その後、彼らはひたすら待ち、多要素認証が削除された場合、ハッカーらは一気にハッキング行動を開始させ、ウォレットから資金を盗み出すのだと報告書にて解説されています。
仮想通貨取引所からYouTubeへ
ClearSky社によると今年前半、ハッカーによる活動は減少したと報告しています。
その理由として、コロナウィルスによって引き起こされたパンデミックの影響を受け、活動を自粛(?)した結果、ハッキングが大幅に減少していたとみられています。
その一方で、仮想通貨犯罪集団は、舞台を仮想通貨取引所からYouTubeへと移し、大規模なスピアフィッシングキャンペーンがYouTubeユーザーに対して行われた事を海外が報じています。

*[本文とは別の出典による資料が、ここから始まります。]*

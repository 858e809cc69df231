// Copyright (c) 2025 Erick Bourgeois, firestoned
// SPDX-License-Identifier: MIT

//! All-or-nothing dns-name locks.
//!
//! Two entries sharing a dns name (or an entry migrating between names)
//! must not be reconciled concurrently. The lock registry holds the set of
//! names currently being worked on; a reconcile acquires all of its names
//! atomically or none of them. Callers that cannot acquire immediately
//! requeue instead of blocking a worker.

use crate::dns::name;
use std::collections::HashSet;
use std::sync::{Arc, Mutex};

/// Registry of currently held dns names.
///
/// Cloning shares the underlying set. Lock ordering problems cannot arise
/// because acquisition is atomic over the whole requested name set.
#[derive(Clone, Default)]
pub struct NameLocks {
    held: Arc<Mutex<HashSet<String>>>,
}

impl NameLocks {
    #[must_use]
    pub fn new() -> Self {
        Self::default()
    }

    /// Try to acquire every name in `names` at once.
    ///
    /// Names are normalized and de-duplicated before acquisition. Returns
    /// `None` if any requested name is already held; in that case nothing
    /// is acquired and the caller should requeue.
    #[must_use]
    pub fn try_lock(&self, names: &[&str]) -> Option<NameLockGuard> {
        let requested: HashSet<String> = names
            .iter()
            .filter(|n| !n.is_empty())
            .map(|n| name::normalize(n))
            .collect();
        if requested.is_empty() {
            return Some(NameLockGuard {
                locks: self.clone(),
                names: Vec::new(),
            });
        }

        let mut held = self.held.lock().expect("name lock registry poisoned");
        if requested.iter().any(|n| held.contains(n)) {
            return None;
        }
        for n in &requested {
            held.insert(n.clone());
        }
        Some(NameLockGuard {
            locks: self.clone(),
            names: requested.into_iter().collect(),
        })
    }

    /// Whether a name is currently held. Intended for tests and metrics.
    #[must_use]
    pub fn is_held(&self, dns_name: &str) -> bool {
        self.held
            .lock()
            .expect("name lock registry poisoned")
            .contains(&name::normalize(dns_name))
    }

    fn release(&self, names: &[String]) {
        let mut held = self.held.lock().expect("name lock registry poisoned");
        for n in names {
            held.remove(n);
        }
    }
}

/// Guard releasing the acquired names on drop.
pub struct NameLockGuard {
    locks: NameLocks,
    names: Vec<String>,
}

impl Drop for NameLockGuard {
    fn drop(&mut self) {
        self.locks.release(&self.names);
    }
}

#[cfg(test)]
#[path = "locks_tests.rs"]
mod locks_tests;
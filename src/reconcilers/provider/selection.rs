// Copyright (c) 2025 Erick Bourgeois, firestoned
// SPDX-License-Identifier: MIT

//! Zone and domain selection for one provider.
//!
//! From the account's hosted zones and the provider spec's include/exclude
//! lists this module computes which zones the provider serves and which
//! domains each zone may claim. The longest-suffix rule decides conflicts
//! between includes and excludes: the more specific filter wins, and on a
//! tie the exclusion wins.

use crate::crd::Selection;
use crate::dns::name;
use crate::provider::HostedZone;
use crate::registry::{SelectedZone, SelectionResult};
use std::collections::BTreeSet;

/// Compute the effective selection for one provider.
///
/// Step A filters zones by id, step B computes per-zone domain candidates
/// (the zone's base domain, its forwarded subdomains, and any explicitly
/// included domain under the zone) and applies the domain filters.
/// Anomalies - an include that matched nothing, a zone whose every domain
/// was excluded - are collected as warnings rather than errors.
#[must_use]
pub fn compute_selection(
    zones: &[HostedZone],
    zone_filter: Option<&Selection>,
    domain_filter: Option<&Selection>,
) -> SelectionResult {
    let mut result = SelectionResult::default();

    let empty = Selection::default();
    let zone_filter = zone_filter.unwrap_or(&empty);
    let domain_filter = domain_filter.unwrap_or(&empty);

    let domain_includes: Vec<String> = domain_filter
        .include
        .iter()
        .map(|d| name::normalize(d))
        .collect();
    let domain_excludes: Vec<String> = domain_filter
        .exclude
        .iter()
        .map(|d| name::normalize(d))
        .collect();

    // Step A: zone id filters.
    let mut surviving: Vec<&HostedZone> = Vec::new();
    for zone in zones {
        let included = zone_filter.include.is_empty()
            || zone_filter.include.iter().any(|id| id == &zone.id.id);
        let excluded = zone_filter.exclude.iter().any(|id| id == &zone.id.id);
        if included && !excluded {
            surviving.push(zone);
        } else {
            result.excluded_zones.push(zone.id.clone());
        }
    }
    for wanted in &zone_filter.include {
        if !zones.iter().any(|z| &z.id.id == wanted) {
            result
                .warnings
                .push(format!("included zone {wanted:?} not found in account"));
        }
    }

    // Step B: per-zone domain candidates and filters.
    let mut included_union: BTreeSet<String> = BTreeSet::new();
    let mut excluded_union: BTreeSet<String> = BTreeSet::new();
    let mut matched_includes: BTreeSet<String> = BTreeSet::new();

    for zone in surviving {
        let mut candidates: BTreeSet<String> = BTreeSet::new();
        candidates.insert(zone.domain.clone());
        for forwarded in &zone.forwarded_domains {
            candidates.insert(name::normalize(forwarded));
        }
        for include in &domain_includes {
            if name::matches_suffix(include, &zone.domain) {
                candidates.insert(include.clone());
            }
        }

        let mut kept: BTreeSet<String> = BTreeSet::new();
        for candidate in candidates {
            let include_len = if domain_includes.is_empty() {
                name::match_length(&candidate, &zone.domain).unwrap_or(0)
            } else {
                name::best_match(&candidate, &domain_includes)
                    .map(|(matched, len)| {
                        matched_includes.insert(matched.to_string());
                        len
                    })
                    .unwrap_or(0)
            };
            let exclude_len = name::best_match(&candidate, &domain_excludes)
                .map(|(_, len)| len)
                .unwrap_or(0);

            if include_len > 0 && include_len > exclude_len {
                kept.insert(candidate);
            } else {
                excluded_union.insert(candidate);
            }
        }

        // Excludes under this zone take part in name matching even though
        // they are not candidates themselves.
        for exclude in &domain_excludes {
            if name::matches_suffix(exclude, &zone.domain) {
                excluded_union.insert(exclude.clone());
            }
        }

        if kept.is_empty() {
            result.warnings.push(format!(
                "zone {} selected but all its domains are excluded",
                zone.id
            ));
            result.excluded_zones.push(zone.id.clone());
            continue;
        }

        included_union.extend(kept.iter().cloned());
        result.zones.push(SelectedZone {
            id: zone.id.clone(),
            domain: zone.domain.clone(),
            included_domains: kept.into_iter().collect(),
        });
    }

    for include in &domain_includes {
        if !matched_includes.contains(include)
            && !result
                .zones
                .iter()
                .any(|z| z.included_domains.contains(include))
        {
            result
                .warnings
                .push(format!("included domain {include:?} matched no zone"));
        }
    }

    result.included_domains = included_union.into_iter().collect();
    result.excluded_domains = excluded_union.into_iter().collect();
    result
}

#[cfg(test)]
#[path = "selection_tests.rs"]
mod selection_tests;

ハッカーは多くのフォロワーを抱える大物YouTuberに対してスピアフィッシング攻撃を仕掛け、全ての動画を削除したうえで、テスラ社の共同設立者兼CEOのイーロン・マスク(Elon Musk)氏やBinanceのCEOジャオ・チャンポン(趙長鵬:Changpeng Zhao)氏らのインタビューをライブストリーム配信をしています。
その後ハッカーはこれらを閲覧した視聴者に対して仮想通貨を送るように依頼し、イーロン・マスク氏を利用した詐欺では2か月で200万ドル、2億円以上もの巨額被害を出しています。
これまで多くの日本の仮想通貨ユーザーがハッキングは海の向こうの犯罪被害と認識しがちでしたが、ClearSky社の報告書には、日本とアメリカの仮想通貨取引所がターゲットだった事が記載されています。
ここで私たち仮想通貨ユーザーは今一度、仮想通貨資産の保管方法を含め、厳重なセキュリティ対策が実行できているのか、見直しを迫られそうです。